• **INSTRUCTIONS FOR THE TASK**
Copy nothing but the lines below running from the line containing "let hours = config::config().api.dashboard_utc_offset_hours;" through the line containing "local calendar day.", both end lines included.

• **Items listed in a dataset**

★ ★ ★ ★ ★ ★ ★

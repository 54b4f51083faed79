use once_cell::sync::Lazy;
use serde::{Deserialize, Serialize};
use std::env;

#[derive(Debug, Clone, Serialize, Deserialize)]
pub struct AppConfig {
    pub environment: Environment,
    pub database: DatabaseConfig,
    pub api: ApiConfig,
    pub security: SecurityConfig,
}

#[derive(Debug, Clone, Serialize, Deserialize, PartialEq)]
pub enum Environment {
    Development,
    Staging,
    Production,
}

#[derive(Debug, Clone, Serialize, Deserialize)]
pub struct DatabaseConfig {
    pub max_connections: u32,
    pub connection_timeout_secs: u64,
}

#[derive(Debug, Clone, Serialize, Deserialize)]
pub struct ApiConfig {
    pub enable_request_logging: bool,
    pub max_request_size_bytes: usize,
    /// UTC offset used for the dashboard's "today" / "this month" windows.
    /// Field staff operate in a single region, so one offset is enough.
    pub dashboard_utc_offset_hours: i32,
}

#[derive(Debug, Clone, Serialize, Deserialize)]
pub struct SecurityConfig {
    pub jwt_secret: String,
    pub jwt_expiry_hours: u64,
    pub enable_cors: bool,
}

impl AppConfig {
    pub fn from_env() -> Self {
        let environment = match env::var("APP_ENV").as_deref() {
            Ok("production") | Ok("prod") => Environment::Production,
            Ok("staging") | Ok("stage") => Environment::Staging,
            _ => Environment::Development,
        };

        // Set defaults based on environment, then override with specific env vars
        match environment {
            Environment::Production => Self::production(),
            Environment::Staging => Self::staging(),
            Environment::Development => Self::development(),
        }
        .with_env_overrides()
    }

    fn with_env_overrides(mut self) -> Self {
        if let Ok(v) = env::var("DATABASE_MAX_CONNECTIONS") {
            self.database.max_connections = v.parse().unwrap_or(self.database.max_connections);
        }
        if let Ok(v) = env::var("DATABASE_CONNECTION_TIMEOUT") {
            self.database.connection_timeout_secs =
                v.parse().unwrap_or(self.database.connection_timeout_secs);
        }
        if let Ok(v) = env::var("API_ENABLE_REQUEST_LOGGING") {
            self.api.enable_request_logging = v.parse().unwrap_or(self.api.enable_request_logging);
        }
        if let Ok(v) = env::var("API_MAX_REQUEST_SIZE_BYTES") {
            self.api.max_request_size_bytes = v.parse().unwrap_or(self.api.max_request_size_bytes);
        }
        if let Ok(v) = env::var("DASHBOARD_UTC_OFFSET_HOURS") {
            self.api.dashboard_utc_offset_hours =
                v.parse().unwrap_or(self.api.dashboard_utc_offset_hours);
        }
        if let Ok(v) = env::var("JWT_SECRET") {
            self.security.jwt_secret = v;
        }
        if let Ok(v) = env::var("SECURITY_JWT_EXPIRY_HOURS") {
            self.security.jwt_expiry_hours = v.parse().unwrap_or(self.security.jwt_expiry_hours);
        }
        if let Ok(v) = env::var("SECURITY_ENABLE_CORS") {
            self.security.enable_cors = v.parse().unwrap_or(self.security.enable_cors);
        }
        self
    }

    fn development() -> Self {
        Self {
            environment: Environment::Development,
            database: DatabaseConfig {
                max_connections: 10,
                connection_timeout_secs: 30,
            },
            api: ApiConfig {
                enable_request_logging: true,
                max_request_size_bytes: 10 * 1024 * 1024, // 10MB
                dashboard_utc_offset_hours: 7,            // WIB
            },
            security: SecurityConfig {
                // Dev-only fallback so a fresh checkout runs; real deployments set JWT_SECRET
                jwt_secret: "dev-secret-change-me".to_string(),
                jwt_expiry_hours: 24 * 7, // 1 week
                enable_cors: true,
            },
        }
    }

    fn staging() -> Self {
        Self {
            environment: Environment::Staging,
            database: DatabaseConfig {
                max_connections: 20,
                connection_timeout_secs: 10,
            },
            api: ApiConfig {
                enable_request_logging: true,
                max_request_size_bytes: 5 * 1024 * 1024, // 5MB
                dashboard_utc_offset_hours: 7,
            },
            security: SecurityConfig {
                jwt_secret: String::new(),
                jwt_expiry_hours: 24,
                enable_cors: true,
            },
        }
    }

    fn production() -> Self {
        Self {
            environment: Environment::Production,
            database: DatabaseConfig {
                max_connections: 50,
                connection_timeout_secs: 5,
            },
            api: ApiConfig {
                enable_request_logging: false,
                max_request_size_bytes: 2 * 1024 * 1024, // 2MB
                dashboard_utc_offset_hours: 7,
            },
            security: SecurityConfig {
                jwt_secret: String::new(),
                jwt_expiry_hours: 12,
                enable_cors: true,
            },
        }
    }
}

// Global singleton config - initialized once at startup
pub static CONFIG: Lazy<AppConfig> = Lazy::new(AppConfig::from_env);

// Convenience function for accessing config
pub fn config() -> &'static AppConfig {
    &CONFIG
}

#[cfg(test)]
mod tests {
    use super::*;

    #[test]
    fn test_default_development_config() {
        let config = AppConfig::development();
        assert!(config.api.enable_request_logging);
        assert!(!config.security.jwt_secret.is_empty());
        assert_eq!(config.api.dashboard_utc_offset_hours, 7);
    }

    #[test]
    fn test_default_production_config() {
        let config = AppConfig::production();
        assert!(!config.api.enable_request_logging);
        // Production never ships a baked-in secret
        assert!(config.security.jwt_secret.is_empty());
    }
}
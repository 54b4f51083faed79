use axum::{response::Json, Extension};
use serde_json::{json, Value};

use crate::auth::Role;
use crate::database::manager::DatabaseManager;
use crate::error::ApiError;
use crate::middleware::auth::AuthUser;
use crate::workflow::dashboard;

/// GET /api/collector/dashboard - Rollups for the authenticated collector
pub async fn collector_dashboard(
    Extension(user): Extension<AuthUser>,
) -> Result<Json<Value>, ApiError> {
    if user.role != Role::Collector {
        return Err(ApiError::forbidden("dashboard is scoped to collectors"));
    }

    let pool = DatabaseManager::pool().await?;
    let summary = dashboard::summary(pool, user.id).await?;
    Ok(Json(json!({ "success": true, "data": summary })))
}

★ ★ ★ ★ ★ ★ ★

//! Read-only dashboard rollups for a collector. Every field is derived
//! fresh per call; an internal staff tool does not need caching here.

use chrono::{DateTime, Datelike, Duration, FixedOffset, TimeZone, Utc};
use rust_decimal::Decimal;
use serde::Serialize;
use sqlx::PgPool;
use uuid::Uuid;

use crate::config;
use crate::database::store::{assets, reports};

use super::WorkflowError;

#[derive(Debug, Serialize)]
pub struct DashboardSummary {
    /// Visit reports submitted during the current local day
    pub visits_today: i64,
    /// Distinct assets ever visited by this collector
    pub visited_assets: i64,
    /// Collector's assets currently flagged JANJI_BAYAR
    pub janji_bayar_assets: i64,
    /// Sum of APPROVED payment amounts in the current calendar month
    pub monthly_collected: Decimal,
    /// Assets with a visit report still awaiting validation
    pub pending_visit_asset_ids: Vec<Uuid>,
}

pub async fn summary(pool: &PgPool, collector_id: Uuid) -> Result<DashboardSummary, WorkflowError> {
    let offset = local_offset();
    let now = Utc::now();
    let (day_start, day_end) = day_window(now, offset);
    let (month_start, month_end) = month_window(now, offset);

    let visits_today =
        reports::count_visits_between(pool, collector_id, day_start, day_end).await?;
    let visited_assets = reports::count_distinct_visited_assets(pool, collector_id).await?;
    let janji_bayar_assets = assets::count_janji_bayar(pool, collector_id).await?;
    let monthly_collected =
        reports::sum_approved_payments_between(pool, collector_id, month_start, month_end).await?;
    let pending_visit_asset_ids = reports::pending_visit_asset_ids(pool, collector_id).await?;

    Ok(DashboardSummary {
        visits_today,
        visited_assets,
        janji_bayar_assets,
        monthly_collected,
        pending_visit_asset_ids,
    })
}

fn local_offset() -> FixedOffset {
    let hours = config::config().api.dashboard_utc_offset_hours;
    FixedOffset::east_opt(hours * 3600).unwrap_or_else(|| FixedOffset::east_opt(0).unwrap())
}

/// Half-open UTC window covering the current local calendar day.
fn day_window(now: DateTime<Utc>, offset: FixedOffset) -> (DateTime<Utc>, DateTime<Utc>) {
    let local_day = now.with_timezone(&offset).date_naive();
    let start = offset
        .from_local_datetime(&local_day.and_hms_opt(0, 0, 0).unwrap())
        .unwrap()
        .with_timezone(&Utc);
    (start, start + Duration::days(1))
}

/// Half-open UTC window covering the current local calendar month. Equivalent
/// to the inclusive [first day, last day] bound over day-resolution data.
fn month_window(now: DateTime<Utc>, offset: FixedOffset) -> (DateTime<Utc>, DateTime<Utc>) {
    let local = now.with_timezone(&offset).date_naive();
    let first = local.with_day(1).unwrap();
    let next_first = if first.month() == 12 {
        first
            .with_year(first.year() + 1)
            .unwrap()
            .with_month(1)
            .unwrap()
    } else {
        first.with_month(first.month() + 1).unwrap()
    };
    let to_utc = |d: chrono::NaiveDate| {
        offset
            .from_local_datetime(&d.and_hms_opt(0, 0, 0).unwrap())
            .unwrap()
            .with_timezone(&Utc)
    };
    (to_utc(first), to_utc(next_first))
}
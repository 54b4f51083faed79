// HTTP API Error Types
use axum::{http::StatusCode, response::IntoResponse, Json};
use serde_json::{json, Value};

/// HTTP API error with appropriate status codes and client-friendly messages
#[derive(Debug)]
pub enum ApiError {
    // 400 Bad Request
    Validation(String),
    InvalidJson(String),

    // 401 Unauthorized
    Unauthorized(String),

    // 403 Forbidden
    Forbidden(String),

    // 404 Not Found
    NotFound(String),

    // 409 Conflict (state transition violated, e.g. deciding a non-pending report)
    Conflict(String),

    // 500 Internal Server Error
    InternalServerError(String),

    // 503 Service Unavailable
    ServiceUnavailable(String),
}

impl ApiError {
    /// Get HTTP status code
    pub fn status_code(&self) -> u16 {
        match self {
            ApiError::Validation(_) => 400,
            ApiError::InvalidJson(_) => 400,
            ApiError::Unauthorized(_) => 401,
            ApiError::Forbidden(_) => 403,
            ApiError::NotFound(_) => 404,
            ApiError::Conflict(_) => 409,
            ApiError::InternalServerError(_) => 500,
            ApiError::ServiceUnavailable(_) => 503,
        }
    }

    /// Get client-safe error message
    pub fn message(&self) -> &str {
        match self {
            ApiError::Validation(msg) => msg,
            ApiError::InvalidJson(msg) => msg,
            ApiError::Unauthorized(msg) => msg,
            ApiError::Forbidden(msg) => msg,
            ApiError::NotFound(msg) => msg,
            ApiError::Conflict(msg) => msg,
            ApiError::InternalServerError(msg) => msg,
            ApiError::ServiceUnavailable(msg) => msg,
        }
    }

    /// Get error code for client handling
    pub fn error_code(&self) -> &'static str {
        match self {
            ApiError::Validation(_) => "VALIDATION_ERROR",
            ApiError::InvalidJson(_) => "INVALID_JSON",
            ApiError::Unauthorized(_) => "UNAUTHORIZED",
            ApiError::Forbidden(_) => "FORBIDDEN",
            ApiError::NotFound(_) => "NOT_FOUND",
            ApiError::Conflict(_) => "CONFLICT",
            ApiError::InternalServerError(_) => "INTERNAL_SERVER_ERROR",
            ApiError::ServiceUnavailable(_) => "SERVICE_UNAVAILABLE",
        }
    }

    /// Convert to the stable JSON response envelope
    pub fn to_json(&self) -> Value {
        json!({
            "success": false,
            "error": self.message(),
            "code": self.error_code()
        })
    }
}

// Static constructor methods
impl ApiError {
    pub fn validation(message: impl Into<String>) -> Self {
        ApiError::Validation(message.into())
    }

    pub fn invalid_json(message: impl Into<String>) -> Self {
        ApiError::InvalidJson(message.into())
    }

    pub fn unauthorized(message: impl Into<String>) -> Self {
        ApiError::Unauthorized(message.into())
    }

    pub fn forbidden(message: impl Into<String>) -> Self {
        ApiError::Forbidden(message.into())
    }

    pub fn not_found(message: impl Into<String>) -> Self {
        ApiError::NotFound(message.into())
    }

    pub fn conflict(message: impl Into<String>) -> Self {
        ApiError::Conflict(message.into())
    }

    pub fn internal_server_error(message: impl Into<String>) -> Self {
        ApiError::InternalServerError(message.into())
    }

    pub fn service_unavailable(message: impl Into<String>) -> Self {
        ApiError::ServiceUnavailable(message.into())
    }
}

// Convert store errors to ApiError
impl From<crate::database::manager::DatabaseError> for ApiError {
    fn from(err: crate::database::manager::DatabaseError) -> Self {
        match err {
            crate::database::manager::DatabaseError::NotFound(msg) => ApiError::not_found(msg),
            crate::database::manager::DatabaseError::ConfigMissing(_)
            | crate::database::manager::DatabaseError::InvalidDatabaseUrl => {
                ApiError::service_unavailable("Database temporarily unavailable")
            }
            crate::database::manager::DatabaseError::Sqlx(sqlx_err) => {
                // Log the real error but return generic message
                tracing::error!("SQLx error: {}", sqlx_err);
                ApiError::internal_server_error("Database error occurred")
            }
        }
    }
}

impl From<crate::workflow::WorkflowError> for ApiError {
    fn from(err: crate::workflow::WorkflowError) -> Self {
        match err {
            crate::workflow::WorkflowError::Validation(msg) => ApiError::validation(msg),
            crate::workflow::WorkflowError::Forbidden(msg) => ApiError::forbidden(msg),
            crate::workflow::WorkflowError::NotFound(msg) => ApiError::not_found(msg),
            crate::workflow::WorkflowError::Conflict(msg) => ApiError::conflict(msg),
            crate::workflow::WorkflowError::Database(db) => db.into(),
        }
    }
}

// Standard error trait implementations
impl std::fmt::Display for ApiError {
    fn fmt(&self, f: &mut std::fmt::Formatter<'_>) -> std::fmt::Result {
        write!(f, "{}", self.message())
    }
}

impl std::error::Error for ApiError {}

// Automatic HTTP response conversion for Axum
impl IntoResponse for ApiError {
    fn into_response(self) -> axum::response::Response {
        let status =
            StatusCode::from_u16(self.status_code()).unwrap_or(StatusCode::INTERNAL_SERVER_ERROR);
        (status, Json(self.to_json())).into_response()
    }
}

★ ★ ★ ★ ★ ★ ★

• **ANSWER TO THIS TASK**
    let hours = config::config().api.dashboard_utc_offset_hours;
    FixedOffset::east_opt(hours * 3600).unwrap_or_else(|| FixedOffset::east_opt(0).unwrap())
}

/// Half-open UTC window covering the current local calendar day.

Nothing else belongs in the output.